Task instructions: Take the entries that follow and return exactly the lines from the one holding "use crate::domain::repositories::TokenStore;" through the one holding "async fn get(&self, owner: &Identity)", both included. Nothing else is needed.

Excerpted data:
Start of Block

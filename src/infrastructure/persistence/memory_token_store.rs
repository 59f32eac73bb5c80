//! In-process implementation of the refresh token store.

use async_trait::async_trait;
use chrono::{DateTime, Utc};
use dashmap::DashMap;
use dashmap::mapref::entry::Entry;
use serde_json::json;

use crate::domain::entities::{Identity, RefreshState};
use crate::domain::repositories::TokenStore;
use crate::error::AppError;

/// Refresh token store held in process memory.
///
/// Compare-and-rotate runs while holding the shard lock of the owner's entry,
/// which makes it atomic with respect to other rotations for the same owner.
#[derive(Default)]
pub struct MemoryTokenStore {
    states: DashMap<Identity, RefreshState>,
}

impl MemoryTokenStore {
    pub fn new() -> Self {
        Self::default()
    }
}

fn not_valid(owner: &Identity) -> AppError {
    AppError::token_not_valid(
        "Refresh token is not valid",
        json!({ "owner": owner.to_string() }),
    )
}

#[async_trait]
impl TokenStore for MemoryTokenStore {
    async fn get(&self, owner: &Identity) -> Result<Option<RefreshState>, AppError> {
        Ok(self.states.get(owner).map(|s| s.value().clone()))
    }

    async fn put(
        &self,
        owner: &Identity,
        token_hash: &str,
        expires_at: DateTime<Utc>,
    ) -> Result<(), AppError> {
        self.states.insert(
            owner.clone(),
            RefreshState {
                token_hash: token_hash.to_string(),
                expires_at,
            },
        );
        Ok(())
    }

    async fn compare_and_rotate(
        &self,
        owner: &Identity,
        old_hash: &str,
        new_hash: &str,
        expires_at: DateTime<Utc>,
    ) -> Result<RefreshState, AppError> {
        let Entry::Occupied(mut entry) = self.states.entry(owner.clone()) else {
            return Err(not_valid(owner));
        };

        let current = entry.get();
        if current.token_hash != old_hash || current.expires_at <= Utc::now() {
            return Err(not_valid(owner));
        }

        let rotated = RefreshState {
            token_hash: new_hash.to_string(),
            expires_at,
        };
        entry.insert(rotated.clone());

        Ok(rotated)
    }

    async fn revoke(&self, owner: &Identity) -> Result<(), AppError> {
        self.states.remove(owner);
        Ok(())
    }
}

End of Block

Result for this task:
use crate::domain::repositories::TokenStore;
use crate::error::AppError;

/// Refresh token store held in process memory.
///
/// Compare-and-rotate runs while holding the shard lock of the owner's entry,
/// which makes it atomic with respect to other rotations for the same owner.
#[derive(Default)]
pub struct MemoryTokenStore {
    states: DashMap<Identity, RefreshState>,
}

impl MemoryTokenStore {
    pub fn new() -> Self {
        Self::default()
    }
}

fn not_valid(owner: &Identity) -> AppError {
    AppError::token_not_valid(
        "Refresh token is not valid",
        json!({ "owner": owner.to_string() }),
    )
}

#[async_trait]
impl TokenStore for MemoryTokenStore {
    async fn get(&self, owner: &Identity) -> Result<Option<RefreshState>, AppError> {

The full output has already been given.